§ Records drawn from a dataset
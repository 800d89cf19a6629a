/*
Copyright 2025 Connor Nolan

Licensed under the Apache License, Version 2.0 (the "License");
you may not use this file except in compliance with the License.
You may obtain a copy of the License at

    http://www.apache.org/licenses/LICENSE-2.0

Unless required by applicable law or agreed to in writing, software
distributed under the License is distributed on an "AS IS" BASIS,
WITHOUT WARRANTIES OR CONDITIONS OF ANY KIND, either express or implied.
See the License for the specific language governing permissions and
limitations under the License.
*/

//! Executable memory allocation (component 5's platform half), grounded on
//! the reference `CodePage`/`WinPage` pair: POSIX `mmap`/`munmap` on Unix,
//! `VirtualAlloc`/`VirtualFree` on Windows.

use crate::errors::AssemblyError;

/// A raw RWX (allocate-then-protect, per platform) mapping. Owns its region
/// and unmaps it on drop; never `Clone` since double-unmapping would be
/// undefined behavior.
pub struct ExecutableRegion {
    ptr: *mut u8,
    len: usize,
}

// SAFETY: the mapping is not thread-affine; concurrent reads of the mapped
// bytes (once written and before being called) are sound, and the type
// carries no interior mutability a second thread could race against after
// `CodePage::compile` finishes writing.
unsafe impl Send for ExecutableRegion {}
unsafe impl Sync for ExecutableRegion {}

impl ExecutableRegion {
    pub fn as_mut_ptr(&self) -> *mut u8 {
        self.ptr
    }

    pub fn len(&self) -> usize {
        self.len
    }

    pub fn is_empty(&self) -> bool {
        self.len == 0
    }

    /// Copies `code` into the region. The caller must not have called
    /// [`function_ptr`](Self::as_mut_ptr)-derived functions concurrently.
    pub fn write(&mut self, code: &[u8]) -> Result<(), AssemblyError> {
        if code.len() > self.len {
            return Err(AssemblyError::RegionOverflow { needed: code.len(), capacity: self.len });
        }
        unsafe {
            std::ptr::copy_nonoverlapping(code.as_ptr(), self.ptr, code.len());
        }
        Ok(())
    }
}

#[cfg(unix)]
mod imp {
    use super::*;

    pub fn allocate(size: usize) -> Result<ExecutableRegion, AssemblyError> {
        let page_size = unsafe { libc::sysconf(libc::_SC_PAGESIZE) } as usize;
        let rounded = size.div_ceil(page_size).max(1) * page_size;
        let ptr = unsafe {
            libc::mmap(
                std::ptr::null_mut(),
                rounded,
                libc::PROT_READ | libc::PROT_WRITE | libc::PROT_EXEC,
                libc::MAP_PRIVATE | libc::MAP_ANONYMOUS,
                -1,
                0,
            )
        };
        if ptr == libc::MAP_FAILED {
            return Err(AssemblyError::PageAllocation {
                reason: std::io::Error::last_os_error().to_string(),
            });
        }
        Ok(ExecutableRegion { ptr: ptr as *mut u8, len: rounded })
    }

    pub fn free(region: &ExecutableRegion) {
        unsafe {
            libc::munmap(region.ptr as *mut libc::c_void, region.len);
        }
    }
}

#[cfg(windows)]
mod imp {
    use super::*;
    use windows_sys::Win32::System::Memory::{
        VirtualAlloc, VirtualFree, MEM_COMMIT, MEM_RELEASE, MEM_RESERVE, PAGE_EXECUTE_READWRITE,
    };

    pub fn allocate(size: usize) -> Result<ExecutableRegion, AssemblyError> {
        let size = size.max(1);
        let ptr = unsafe {
            VirtualAlloc(std::ptr::null(), size, MEM_COMMIT | MEM_RESERVE, PAGE_EXECUTE_READWRITE)
        };
        if ptr.is_null() {
            return Err(AssemblyError::PageAllocation { reason: "VirtualAlloc failed".into() });
        }
        Ok(ExecutableRegion { ptr: ptr as *mut u8, len: size })
    }

    pub fn free(region: &ExecutableRegion) {
        unsafe {
            VirtualFree(region.ptr as *mut _, 0, MEM_RELEASE);
        }
    }
}

pub fn allocate(size: usize) -> Result<ExecutableRegion, AssemblyError> {
    imp::allocate(size)
}

impl Drop for ExecutableRegion {
    fn drop(&mut self) {
        imp::free(self);
    }
}

#[cfg(test)]
mod tests {
    use super::*;

    #[test]
    fn allocate_and_write() {
        let mut region = allocate(64).unwrap();
        assert!(region.len() >= 64);
        region.write(&[0xc3]).unwrap();
    }

    #[test]
    fn write_overflow_errors() {
        let mut region = allocate(1).unwrap();
        let big = vec![0u8; region.len() + 1];
        assert!(region.write(&big).is_err());
    }
}
/*
Copyright 2025 Connor Nolan

Licensed under the Apache License, Version 2.0 (the "License");
you may not use this file except in compliance with the License.
You may obtain a copy of the License at

    http://www.apache.org/licenses/LICENSE-2.0

Unless required by applicable law or agreed to in writing, software
distributed under the License is distributed on an "AS IS" BASIS,
WITHOUT WARRANTIES OR CONDITIONS OF ANY KIND, either express or implied.
See the License for the specific language governing permissions and
limitations under the License.
*/

//! `mov`, `movsd`, and `lea`, grounded on `instructions.py`'s `mov`/`movsd`/
//! `lea` tables.

use crate::operand::{imm, m, r, rm, xmm, xmm_or_mem};
use crate::recipe::{Mnemonic, OperandRole, Recipe};

pub fn mov() -> Mnemonic {
    let mut recipes = Vec::new();

    // mr: r/m, r
    for bits in [8u16, 16, 32, 64] {
        let opcode: &'static [u8] = if bits == 8 { &[0x88] } else { &[0x89] };
        recipes.push(Recipe::new(
            vec![rm(bits), r(bits)],
            opcode,
            None,
            bits == 64,
            &[OperandRole::ModrmRm(0), OperandRole::ModrmReg(1)],
        ));
    }
    // rm: r, r/m
    for bits in [8u16, 16, 32, 64] {
        let opcode: &'static [u8] = if bits == 8 { &[0x8a] } else { &[0x8b] };
        recipes.push(Recipe::new(
            vec![r(bits), rm(bits)],
            opcode,
            None,
            bits == 64,
            &[OperandRole::ModrmReg(0), OperandRole::ModrmRm(1)],
        ));
    }
    // oi: r, imm (register folded into opcode)
    for bits in [8u16, 16, 32, 64] {
        let opcode: &'static [u8] = if bits == 8 { &[0xb0] } else { &[0xb8] };
        let imm_bits = if bits == 64 { 64 } else { bits };
        recipes.push(Recipe::new(
            vec![r(bits), imm(imm_bits)],
            opcode,
            None,
            bits == 64,
            &[OperandRole::OpcodeReg(0), OperandRole::Immediate(1)],
        ));
    }
    // mi: r/m, imm (imm32 sign-extended for wide forms)
    for bits in [8u16, 16, 32, 64] {
        let opcode: &'static [u8] = if bits == 8 { &[0xc6] } else { &[0xc7] };
        let imm_bits = if bits == 8 { 8 } else if bits == 16 { 16 } else { 32 };
        recipes.push(Recipe::new(
            vec![rm(bits), imm(imm_bits)],
            opcode,
            Some(0),
            bits == 64,
            &[OperandRole::ModrmRm(0), OperandRole::Immediate(1)],
        ));
    }

    Mnemonic { name: "mov", recipes }
}

/// Scalar double-precision move (SSE2 subset): `movsd xmm1, xmm2/m64` and
/// `movsd xmm2/m64, xmm1`. Tagged `sse2` in the reference table; this crate
/// has no feature-tag concept, so both forms are simply always available.
pub fn movsd() -> Mnemonic {
    let recipes = vec![
        Recipe::new(
            vec![xmm(64), xmm_or_mem(64)],
            &[0xf2, 0x0f, 0x10],
            None,
            false,
            &[OperandRole::ModrmReg(0), OperandRole::ModrmRm(1)],
        ),
        Recipe::new(
            vec![xmm_or_mem(64), xmm(64)],
            &[0xf2, 0x0f, 0x11],
            None,
            false,
            &[OperandRole::ModrmRm(0), OperandRole::ModrmReg(1)],
        ),
    ];
    Mnemonic { name: "movsd", recipes }
}

/// `lea r, m`: the destination is always a GP register and the bracketed
/// operand is address arithmetic, never a data access, so the recipe opts
/// out of the automatic 0x66 prefix a 16-bit destination would otherwise
/// trigger (the corrected erratum noted in the design ledger).
pub fn lea() -> Mnemonic {
    let recipes = vec![
        Recipe::new(
            vec![r(16), m(0)],
            &[0x8d],
            None,
            false,
            &[OperandRole::ModrmReg(0), OperandRole::ModrmRm(1)],
        )
        .without_operand_size_prefix(),
        Recipe::new(
            vec![r(32), m(0)],
            &[0x8d],
            None,
            false,
            &[OperandRole::ModrmReg(0), OperandRole::ModrmRm(1)],
        )
        .without_operand_size_prefix(),
        Recipe::new(
            vec![r(64), m(0)],
            &[0x8d],
            None,
            true,
            &[OperandRole::ModrmReg(0), OperandRole::ModrmRm(1)],
        )
        .without_operand_size_prefix(),
    ];
    Mnemonic { name: "lea", recipes }
}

§ What to produce
Above are records; repeat only the lines starting at the line with "double-unmapping would be" and ending at the line with "race against after", exactly as they appear, both included.

§ Output of the exercise
/// and unmaps it on drop; never `Clone` since double-unmapping would be
/// undefined behavior.
pub struct ExecutableRegion {
    ptr: *mut u8,
    len: usize,
}

// SAFETY: the mapping is not thread-affine; concurrent reads of the mapped
// bytes (once written and before being called) are sound, and the type
// carries no interior mutability a second thread could race against after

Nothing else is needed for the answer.